The cost of mental health claims is being borne by skyrocketing IP and TPD premiums, making those products unsustainable to insure the broad range of disabilities for which they are intended. Mental health insurance is a classic example of market failure. It therefore needs to be removed from private insurance altogether, and managed by the government.

I find it difficult to follow the logic here. Government or private, all insurers have to manage claims. It does not make sense to have two separate insurers managing the same condition: one paying for treatment, the other paying for lost earnings. It is a particular problem if the health insurer has annual limits on claims. It is outrageous that life insurers should not be permitted to pay for treatment that would help people get back to work. In my view, it one of them should take it upon themselves to start paying for treatment and see what the courts would think of interpretations of a law that prohibits paying for such treatment.

Any value in this article is eliminated by Slater & Gordon not declaring their own conflict in relation to the issue.

For once I agree with the Lawyers. The insurers job is to pay the claims simple and not be involved treatment in any way. If the insurers have an issue with paying on mental health they will have to fix this on new policies going forward. Existing policy holders are and should remain to be covered for mental health claims. The insurers are quite happy to take the premiums and in addition increase premiums across the board to cover claims increases.
Outside of mental health claims insurers have had the option to advance payments for specific treatment when the client has requested this and agreed to it.
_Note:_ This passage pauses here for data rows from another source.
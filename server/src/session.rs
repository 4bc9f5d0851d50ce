//! Session context handed to every authority-side component
//!
//! Holds the process role, the authority clock, the set of connected
//! observers and an outbox of everything that must leave the process this
//! tick. Components never touch sockets; the network loop drains the outbox.

use log::{debug, warn};
use shared::{Broadcast, ClientId, EntityId, EntityKind, FieldUpdate, Packet, Role};
use std::collections::BTreeSet;

/// One message waiting to be sent.
#[derive(Debug, Clone, PartialEq)]
pub enum Outgoing {
    Spawn {
        entity: EntityId,
        kind: EntityKind,
        owner: Option<ClientId>,
    },
    Despawn {
        entity: EntityId,
    },
    Field(FieldUpdate),
    /// Delivered to every connected observer.
    Broadcast {
        entity: EntityId,
        event: Broadcast,
    },
    /// Delivered to one observer only.
    Targeted {
        client: ClientId,
        entity: EntityId,
        event: Broadcast,
    },
}

impl Outgoing {
    /// Recipient (`None` means everyone) and wire packet.
    pub fn into_packet(self) -> (Option<ClientId>, Packet) {
        match self {
            Outgoing::Spawn {
                entity,
                kind,
                owner,
            } => (
                None,
                Packet::Spawn {
                    entity,
                    kind,
                    owner,
                },
            ),
            Outgoing::Despawn { entity } => (None, Packet::Despawn { entity }),
            Outgoing::Field(update) => (None, Packet::Field(update)),
            Outgoing::Broadcast { entity, event } => (None, Packet::Broadcast { entity, event }),
            Outgoing::Targeted {
                client,
                entity,
                event,
            } => (Some(client), Packet::Broadcast { entity, event }),
        }
    }
}

#[derive(Debug)]
pub struct Session {
    role: Role,
    clock: f64,
    delta: f32,
    connected: BTreeSet<ClientId>,
    outbox: Vec<Outgoing>,
}

impl Session {
    pub fn new(role: Role, initial_delta: f32) -> Self {
        Self {
            role,
            clock: 0.0,
            delta: initial_delta,
            connected: BTreeSet::new(),
            outbox: Vec::new(),
        }
    }

    pub fn role(&self) -> Role {
        self.role
    }

    pub fn is_authority(&self) -> bool {
        self.role.is_authority()
    }

    /// Authority clock in seconds since the session started.
    pub fn now(&self) -> f64 {
        self.clock
    }

    /// Duration of the tick in progress.
    pub fn delta(&self) -> f32 {
        self.delta
    }

    pub fn advance(&mut self, dt: f32) {
        self.delta = dt;
        self.clock += dt as f64;
    }

    pub fn connect(&mut self, client: ClientId) {
        self.connected.insert(client);
    }

    pub fn disconnect(&mut self, client: ClientId) -> bool {
        self.connected.remove(&client)
    }

    pub fn is_connected(&self, client: ClientId) -> bool {
        self.connected.contains(&client)
    }

    pub fn connected_clients(&self) -> impl Iterator<Item = ClientId> + '_ {
        self.connected.iter().copied()
    }

    pub fn broadcast(&mut self, entity: EntityId, event: Broadcast) {
        if !self.is_authority() {
            warn!("Dropping broadcast from non-authority process: {:?}", event);
            return;
        }
        self.outbox.push(Outgoing::Broadcast { entity, event });
    }

    /// Sends to one observer. A disconnected target is a no-op.
    pub fn send_to(&mut self, client: ClientId, entity: EntityId, event: Broadcast) {
        if !self.is_authority() {
            warn!("Dropping targeted broadcast from non-authority process");
            return;
        }
        if !self.is_connected(client) {
            debug!("Client {} is not connected, dropping {:?}", client, event);
            return;
        }
        self.outbox.push(Outgoing::Targeted {
            client,
            entity,
            event,
        });
    }

    pub fn announce_spawn(&mut self, entity: EntityId, kind: EntityKind, owner: Option<ClientId>) {
        self.outbox.push(Outgoing::Spawn {
            entity,
            kind,
            owner,
        });
    }

    pub fn announce_despawn(&mut self, entity: EntityId) {
        self.outbox.push(Outgoing::Despawn { entity });
    }

    pub fn push_fields(&mut self, updates: Vec<FieldUpdate>) {
        self.outbox.extend(updates.into_iter().map(Outgoing::Field));
    }

    pub fn drain_outbox(&mut self) -> Vec<Outgoing> {
        std::mem::take(&mut self.outbox)
    }

    pub fn pending(&self) -> &[Outgoing] {
        &self.outbox
    }
}

#[cfg(test)]
mod tests {
    use super::*;

    #[test]
    fn test_clock_advances() {
        let mut session = Session::new(Role::Authority, 0.016);
        session.advance(0.5);
        session.advance(0.25);
        assert!((session.now() - 0.75).abs() < 1e-9);
        assert_eq!(session.delta(), 0.25);
    }

    #[test]
    fn test_targeted_send_to_disconnected_is_noop() {
        let mut session = Session::new(Role::Authority, 0.016);
        session.send_to(3, EntityId(1), Broadcast::TriggerHitPause);
        assert!(session.pending().is_empty());

        session.connect(3);
        session.send_to(3, EntityId(1), Broadcast::TriggerHitPause);
        assert_eq!(session.pending().len(), 1);
    }

    #[test]
    fn test_observer_cannot_broadcast() {
        let mut session = Session::new(Role::Observer, 0.016);
        session.broadcast(
            EntityId(1),
            Broadcast::SetIndicatorLights { at_bottom: true },
        );
        assert!(session.drain_outbox().is_empty());
    }

    #[test]
    fn test_into_packet_routes_targeted() {
        let (to, packet) = Outgoing::Targeted {
            client: 9,
            entity: EntityId(2),
            event: Broadcast::TriggerHitPause,
        }
        .into_packet();
        assert_eq!(to, Some(9));
        assert!(matches!(packet, Packet::Broadcast { .. }));

        let (to, _) = Outgoing::Despawn { entity: EntityId(2) }.into_packet();
        assert_eq!(to, None);
    }
}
What the FSC / insurers are trying to do is to give themselves the right to avoid claims by offering the cheaper option for themselves and this should never be allowed.

They are already getting involved in claim treatment, I have had two recent claims and the insurance company called the clients doctor directly to suggest an OTs and other treatments....and we had to go in and stop them from talking about a clients medical treatment without the client present .

I think a more suitable solution is to cap mental health claims to 12 month or get rid of them altogether. All the insurance companies got rid of lifetime income protection policies...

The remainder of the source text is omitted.